| How to complete this task |
Output the lines below from the one containing "async fn shutdown_that_is_already_due_wins_before_any_fetch()" through the end of the listing, inclusive, exactly as they appear, and nothing further.

| The data |
▬▬▬
// tests/monitor_cycle.rs
//
// Drives whole cycles with a scripted fetcher and a recording notifier.

use std::collections::HashMap;
use std::path::{Path, PathBuf};
use std::sync::atomic::{AtomicBool, Ordering};
use std::sync::{Arc, Mutex};
use std::time::Duration;

use async_trait::async_trait;
use serde_json::json;

use market_watch::config::options::TimingOptions;
use market_watch::config::profile::{Priority, parse_profiles};
use market_watch::core::net::{FetchError, Fetcher};
use market_watch::notify::{NotifyError, OutboundMessage};
use market_watch::progress::{NullProgress, Progress};
use market_watch::runner::{Exit, TermOutcome};
use market_watch::store::{SeenStore, load_seen};
use market_watch::{Dispatcher, Match, Monitor, MonitorOptions, Notifier, SearchProfile};

const SEARCH_RESULTS: &str = include_str!("fixtures/search_results.html");
const NO_RESULTS: &str = include_str!("fixtures/no_results.html");

/// Serves canned pages per term. `None` = timeout, "boom" panics.
#[derive(Clone, Default)]
struct ScriptedFetcher {
    pages: HashMap<String, Option<String>>,
    calls: Arc<Mutex<Vec<String>>>,
    /// When set, the seen file's size is sampled on every fetch.
    watch: Option<PathBuf>,
    on_disk: Arc<Mutex<Vec<usize>>>,
}

impl ScriptedFetcher {
    fn page(mut self, term: &str, body: &str) -> Self {
        self.pages.insert(term.to_string(), Some(body.to_string()));
        self
    }

    fn down(mut self, term: &str) -> Self {
        self.pages.insert(term.to_string(), None);
        self
    }

    fn calls(&self) -> Vec<String> {
        self.calls.lock().unwrap().clone()
    }
}

#[async_trait]
impl Fetcher for ScriptedFetcher {
    async fn fetch(&self, term: &str) -> Result<String, FetchError> {
        self.calls.lock().unwrap().push(term.to_string());
        if let Some(path) = &self.watch {
            self.on_disk.lock().unwrap().push(load_seen(path).len());
        }
        if term == "boom" {
            panic!("selector engine exploded");
        }
        match self.pages.get(term) {
            Some(Some(body)) => Ok(body.clone()),
            Some(None) => Err(FetchError::Timeout(term.to_string())),
            None => Ok(NO_RESULTS.to_string()),
        }
    }
}

#[derive(Clone, Default)]
struct RecordingNotifier {
    sent: Arc<Mutex<Vec<OutboundMessage>>>,
    failing: Arc<AtomicBool>,
}

#[async_trait]
impl Notifier for RecordingNotifier {
    async fn deliver(&self, message: &OutboundMessage) -> Result<(), NotifyError> {
        if self.failing.load(Ordering::SeqCst) {
            return Err(NotifyError::Timeout);
        }
        self.sent.lock().unwrap().push(message.clone());
        Ok(())
    }
}

#[derive(Default)]
struct MatchLog(Vec<String>);

impl Progress for MatchLog {
    fn matched(&mut self, m: &Match, _currency: &str) {
        self.0.push(format!("{}|{}", m.profile_name, m.record.url));
    }
}

fn options() -> MonitorOptions {
    let mut o = MonitorOptions::default();
    o.site.base_url = "https://www.example.ch".into();
    o.timing = TimingOptions::immediate();
    o
}

fn profiles(value: serde_json::Value) -> Vec<SearchProfile> {
    parse_profiles(&value, Priority::LOWEST).unwrap().profiles
}

fn monitor(
    profiles: Vec<SearchProfile>,
    fetcher: ScriptedFetcher,
    notifier: &RecordingNotifier,
    seen: &Path,
) -> Monitor {
    let dispatcher = Dispatcher::new(Box::new(notifier.clone()), "CHF");
    Monitor::new(options(), profiles, Box::new(fetcher), dispatcher, SeenStore::open(seen)).unwrap()
}

#[tokio::test]
async fn profiles_and_terms_are_visited_in_configuration_order() {
    let dir = tempfile::tempdir().unwrap();
    let fetcher = ScriptedFetcher::default();
    let notifier = RecordingNotifier::default();
    let list = profiles(json!([
        { "name": "A", "max_price": 10, "search_terms": ["a1", "a2"] },
        { "name": "B", "max_price": 10, "search_terms": ["b1"] },
        { "name": "C", "max_price": 10, "search_terms": ["c1", "c2", "c3"] }
    ]));
    let mut m = monitor(list, fetcher.clone(), &notifier, &dir.path().join("seen.json"));

    let summary = m.run_cycle(&mut NullProgress).await;
    assert_eq!(fetcher.calls(), vec!["a1", "a2", "b1", "c1", "c2", "c3"]);
    assert_eq!(summary.cycle, 1);
    assert_eq!(summary.recorded, 0);
    assert!(notifier.sent.lock().unwrap().is_empty());
}

#[tokio::test]
async fn invalid_profile_is_skipped_while_the_rest_run() {
    let dir = tempfile::tempdir().unwrap();
    let fetcher = ScriptedFetcher::default().page("lampe", SEARCH_RESULTS);
    let notifier = RecordingNotifier::default();
    let list = profiles(json!([
        { "name": "no ceiling", "search_terms": ["broken"] },
        { "name": "Lampen", "type": "generic", "max_price": 100, "search_terms": ["lampe"] }
    ]));
    assert_eq!(list.len(), 1);

    let mut m = monitor(list, fetcher.clone(), &notifier, &dir.path().join("seen.json"));
    let summary = m.run_cycle(&mut NullProgress).await;
    assert_eq!(fetcher.calls(), vec!["lampe"]);
    assert_eq!(summary.recorded, 4);
    assert_eq!(notifier.sent.lock().unwrap().len(), 4);
}

#[tokio::test]
async fn matches_are_notified_recorded_and_saved_per_term() {
    let dir = tempfile::tempdir().unwrap();
    let seen = dir.path().join("seen.json");
    let fetcher = ScriptedFetcher { watch: Some(seen.clone()), ..ScriptedFetcher::default() }
        .page("sneaker 42", SEARCH_RESULTS)
        .page("sneaker 42 gratis", SEARCH_RESULTS);
    let notifier = RecordingNotifier::default();
    let list = profiles(json!([
        { "name": "Sneakers", "type": "shoes", "max_price": 100,
          "search_terms": ["sneaker 42", "sneaker 42 gratis"], "priority": 1 }
    ]));

    let mut m = monitor(list, fetcher.clone(), &notifier, &seen);
    let mut log = MatchLog::default();
    let summary = m.run_cycle(&mut log).await;

    // the second term sees the same page, but its matches are known by then
    assert_eq!(summary.recorded, 3);
    assert_eq!(log.0.len(), 3);
    // the first term's matches were on disk before the second fetch
    assert_eq!(*fetcher.on_disk.lock().unwrap(), vec![0, 3]);
    assert_eq!(load_seen(&seen).len(), 3);

    let sent = notifier.sent.lock().unwrap().clone();
    assert!(sent.iter().all(|msg| msg.priority.ordinal() == 1));
    assert!(sent[0].text.starts_with("[Nike Air Max 90]:\n[80 CHF]\n\n"));
    assert!(sent[1].text.contains("[free]"));
}

#[tokio::test]
async fn failed_delivery_is_retried_next_cycle() {
    let dir = tempfile::tempdir().unwrap();
    let seen = dir.path().join("seen.json");
    let fetcher = ScriptedFetcher::default().page("sneaker", SEARCH_RESULTS);
    let notifier = RecordingNotifier::default();
    notifier.failing.store(true, Ordering::SeqCst);
    let list = profiles(json!([
        { "name": "Sneakers", "type": "shoes", "max_price": 100, "search_terms": ["sneaker"] }
    ]));
    let mut m = monitor(list, fetcher, &notifier, &seen);

    let first = m.run_cycle(&mut NullProgress).await;
    assert_eq!(first.recorded, 0);
    assert!(load_seen(&seen).is_empty());

    notifier.failing.store(false, Ordering::SeqCst);
    let second = m.run_cycle(&mut NullProgress).await;
    assert_eq!(second.recorded, 3);
    assert_eq!(notifier.sent.lock().unwrap().len(), 3);

    // and never again
    let third = m.run_cycle(&mut NullProgress).await;
    assert_eq!(third.recorded, 0);
    assert_eq!(notifier.sent.lock().unwrap().len(), 3);
    assert_eq!(m.cycles_done(), 3);
}

#[tokio::test]
async fn fetch_errors_and_panics_do_not_stop_the_cycle() {
    let dir = tempfile::tempdir().unwrap();
    let fetcher = ScriptedFetcher::default().down("offline").page("sneaker", SEARCH_RESULTS);
    let notifier = RecordingNotifier::default();
    let list = profiles(json!([
        { "name": "Flaky", "max_price": 100, "search_terms": ["offline", "boom"] },
        { "name": "Sneakers", "type": "shoes", "max_price": 100, "search_terms": ["sneaker"] }
    ]));
    let mut m = monitor(list.clone(), fetcher.clone(), &notifier, &dir.path().join("seen.json"));

    let summary = m.run_cycle(&mut NullProgress).await;
    assert_eq!(fetcher.calls(), vec!["offline", "boom", "sneaker"]);
    assert_eq!(summary.failed_terms, 2);
    assert_eq!(summary.recorded, 3);

    let outcome = m.run_term(&list[0], "boom", &mut NullProgress).await;
    assert!(matches!(outcome, TermOutcome::Crashed(_)));
    let outcome = m.run_term(&list[0], "offline", &mut NullProgress).await;
    assert!(matches!(outcome, TermOutcome::FetchFailed(FetchError::Timeout(_))));
}

#[tokio::test]
async fn disabled_notifications_still_record_matches() {
    let dir = tempfile::tempdir().unwrap();
    let seen = dir.path().join("seen.json");
    let fetcher = ScriptedFetcher::default().page("sneaker", SEARCH_RESULTS);
    let list = profiles(json!([
        { "name": "Sneakers", "type": "shoes", "max_price": 100, "search_terms": ["sneaker"] }
    ]));
    let mut m = Monitor::new(
        options(),
        list,
        Box::new(fetcher),
        Dispatcher::disabled("CHF"),
        SeenStore::open(&seen),
    )
    .unwrap();

    let mut log = MatchLog::default();
    assert_eq!(m.run_cycle(&mut log).await.recorded, 3);
    assert_eq!(log.0.len(), 3);
    m.flush().unwrap();

    // a restart picks up where the last run stopped
    let fetcher = ScriptedFetcher::default().page("sneaker", SEARCH_RESULTS);
    let list = profiles(json!([
        { "name": "Sneakers", "type": "shoes", "max_price": 100, "search_terms": ["sneaker"] }
    ]));
    let mut again =
        Monitor::new(options(), list, Box::new(fetcher), Dispatcher::disabled("CHF"), SeenStore::open(&seen)).unwrap();
    assert_eq!(again.store().len(), 3);
    assert_eq!(again.run_cycle(&mut NullProgress).await.recorded, 0);
}

#[tokio::test]
async fn bounded_run_stops_after_the_requested_cycles() {
    let dir = tempfile::tempdir().unwrap();
    let fetcher = ScriptedFetcher::default();
    let notifier = RecordingNotifier::default();
    let list = profiles(json!([{ "name": "A", "max_price": 1, "search_terms": ["a"] }]));
    let mut m = monitor(list, fetcher.clone(), &notifier, &dir.path().join("seen.json"));

    m.run(&mut NullProgress, Some(2)).await;
    assert_eq!(m.cycles_done(), 2);
    assert_eq!(fetcher.calls(), vec!["a", "a"]);
}

/// Blows up outside any single term, at the end of the first cycle.
struct FailingAfterCycle;

impl Progress for FailingAfterCycle {
    fn cycle_finish(&mut self, _cycle: u64, _recorded: usize) {
        panic!("status display went away");
    }
}

#[tokio::test]
async fn loop_crash_alerts_at_top_priority_and_keeps_the_seen_set() {
    let dir = tempfile::tempdir().unwrap();
    let seen = dir.path().join("seen.json");
    let fetcher = ScriptedFetcher::default().page("sneaker", SEARCH_RESULTS);
    let notifier = RecordingNotifier::default();
    let list = profiles(json!([
        { "name": "Sneakers", "type": "shoes", "max_price": 100, "search_terms": ["sneaker"], "priority": 2 }
    ]));
    let mut m = monitor(list, fetcher, &notifier, &seen);

    let exit = m.run_until(&mut FailingAfterCycle, None, std::future::pending()).await;
    assert_eq!(exit, Exit::Crashed("status display went away".into()));

    let sent = notifier.sent.lock().unwrap().clone();
    assert_eq!(sent.len(), 4);
    let alert = &sent[3];
    assert_eq!(alert.priority.ordinal(), 1);
    assert!(alert.text.starts_with("[CRITICAL: marketplace monitor stopped]:"));
    assert!(alert.text.contains("status display went away"));
    assert_eq!(load_seen(&seen).len(), 3);
}

#[tokio::test]
async fn shutdown_stops_the_loop_between_cycles() {
    let dir = tempfile::tempdir().unwrap();
    let seen = dir.path().join("seen.json");
    let fetcher = ScriptedFetcher::default().page("sneaker", SEARCH_RESULTS);
    let notifier = RecordingNotifier::default();
    let list = profiles(json!([
        { "name": "Sneakers", "type": "shoes", "max_price": 100, "search_terms": ["sneaker"] }
    ]));
    let mut opts = options();
    opts.timing.check_interval_secs = 3600;
    let dispatcher = Dispatcher::new(Box::new(notifier.clone()), "CHF");
    let mut m =
        Monitor::new(opts, list, Box::new(fetcher.clone()), dispatcher, SeenStore::open(&seen)).unwrap();

    let exit = m.run_until(&mut NullProgress, None, tokio::time::sleep(Duration::from_millis(50))).await;
    assert_eq!(exit, Exit::Interrupted);
    assert_eq!(m.cycles_done(), 1);
    assert_eq!(fetcher.calls(), vec!["sneaker"]);
    // no crash alert, only the three matches
    assert_eq!(notifier.sent.lock().unwrap().len(), 3);
    assert_eq!(load_seen(&seen).len(), 3);
}

#[tokio::test]
async fn shutdown_that_is_already_due_wins_before_any_fetch() {
    let dir = tempfile::tempdir().unwrap();
    let fetcher = ScriptedFetcher::default();
    let notifier = RecordingNotifier::default();
    let list = profiles(json!([{ "name": "A", "max_price": 1, "search_terms": ["a"] }]));
    let mut m = monitor(list, fetcher.clone(), &notifier, &dir.path().join("seen.json"));

    assert_eq!(m.run_until(&mut NullProgress, Some(1), std::future::ready(())).await, Exit::Interrupted);
    assert!(fetcher.calls().is_empty());
    assert_eq!(m.cycles_done(), 0);
}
▬▬▬
| Written answer |
async fn shutdown_that_is_already_due_wins_before_any_fetch() {
    let dir = tempfile::tempdir().unwrap();
    let fetcher = ScriptedFetcher::default();
    let notifier = RecordingNotifier::default();
    let list = profiles(json!([{ "name": "A", "max_price": 1, "search_terms": ["a"] }]));
    let mut m = monitor(list, fetcher.clone(), &notifier, &dir.path().join("seen.json"));

    assert_eq!(m.run_until(&mut NullProgress, Some(1), std::future::ready(())).await, Exit::Interrupted);
    assert!(fetcher.calls().is_empty());
    assert_eq!(m.cycles_done(), 0);
}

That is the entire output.